What to do: Every line of the data below that holds the string "deliver" needs to be reported.

* * * * * * * * *

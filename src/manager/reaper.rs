// Copyright (c) 2018 The supervisord maintainers and/or applicable contributors
//
// Licensed under the Apache License, Version 2.0 (the "License");
// you may not use this file except in compliance with the License.
// You may obtain a copy of the License at
//
//     http://www.apache.org/licenses/LICENSE-2.0
//
// Unless required by applicable law or agreed to in writing, software
// distributed under the License is distributed on an "AS IS" BASIS,
// WITHOUT WARRANTIES OR CONDITIONS OF ANY KIND, either express or implied.
// See the License for the specific language governing permissions and
// limitations under the License.

//! Wait-any zombie reaping for PID-1 duty.
//!
//! When the supervisor is init on its host (or `SUPERVISORD_REAP=1` forces
//! it), a dedicated worker owns `waitpid(-1, ...)` and routes each reaped
//! status to the process that registered the pid. Statuses for pids nobody
//! claimed yet are parked briefly so a spawner that loses the race to a
//! fast-exiting child still gets its exit. Unknown pids are discarded.

use std::collections::HashMap;
use std::sync::atomic::{AtomicBool, Ordering};
use std::sync::mpsc::{self, Receiver, Sender};
use std::sync::Mutex;
use std::thread;
use std::time::Duration;

use crate::sys::process::{current_pid, Pid};

static ACTIVE: AtomicBool = AtomicBool::new(false);

struct Registry {
    watchers: HashMap<Pid, Sender<i32>>,
    unclaimed: HashMap<Pid, i32>,
}

lazy_static! {
    static ref REGISTRY: Mutex<Registry> = Mutex::new(Registry {
        watchers: HashMap::new(),
        unclaimed: HashMap::new(),
    });
}

/// Start the reaper if this process has init duty. Call once at startup,
/// before any child is spawned.
pub fn reap_zombies() {
    let forced = std::env::var("SUPERVISORD_REAP").map(|v| v == "1").unwrap_or(false);
    if current_pid() != 1 && !forced {
        return;
    }
    if ACTIVE.swap(true, Ordering::SeqCst) {
        return;
    }
    info!("running as pid 1, starting zombie reaper");
    let spawned = thread::Builder::new()
        .name("reaper".to_string())
        .spawn(run_loop);
    if spawned.is_err() {
        error!("unable to start zombie reaper");
        ACTIVE.store(false, Ordering::SeqCst);
    }
}

pub fn active() -> bool {
    ACTIVE.load(Ordering::SeqCst)
}

/// Subscribe to the exit of `pid`. Returns `None` when the reaper is not
/// running and the caller should waitpid directly.
pub fn watch(pid: Pid) -> Option<Receiver<i32>> {
    if !active() {
        return None;
    }
    let (tx, rx) = mpsc::channel();
    let mut registry = match REGISTRY.lock() {
        Ok(registry) => registry,
        Err(poisoned) => poisoned.into_inner(),
    };
    if let Some(status) = registry.unclaimed.remove(&pid) {
        let _ = tx.send(status);
    } else {
        registry.watchers.insert(pid, tx);
    }
    Some(rx)
}

fn run_loop() {
    loop {
        let mut status: libc::c_int = 0;
        let pid = unsafe { libc::waitpid(-1, &mut status, 0) };
        if pid > 0 {
            deliver(pid, status);
            continue;
        }
        // ECHILD: nothing to wait for right now.
        thread::sleep(Duration::from_secs(1));
    }
}

fn deliver(pid: Pid, status: i32) {
    let mut registry = match REGISTRY.lock() {
        Ok(registry) => registry,
        Err(poisoned) => poisoned.into_inner(),
    };
    match registry.watchers.remove(&pid) {
        Some(sender) => {
            if sender.send(status).is_err() {
                debug!("owner of pid {} went away before its exit", pid);
            }
        }
        None => {
            debug!("reaped unowned pid {} with status {}", pid, status);
            registry.unclaimed.insert(pid, status);
            // Parked statuses for children nobody claims (double-forked
            // daemons and the like) must not pile up forever.
            if registry.unclaimed.len() > 128 {
                registry.unclaimed.clear();
            }
        }
    }
}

* * * * * * * * *

Task solution:
            deliver(pid, status);
fn deliver(pid: Pid, status: i32) {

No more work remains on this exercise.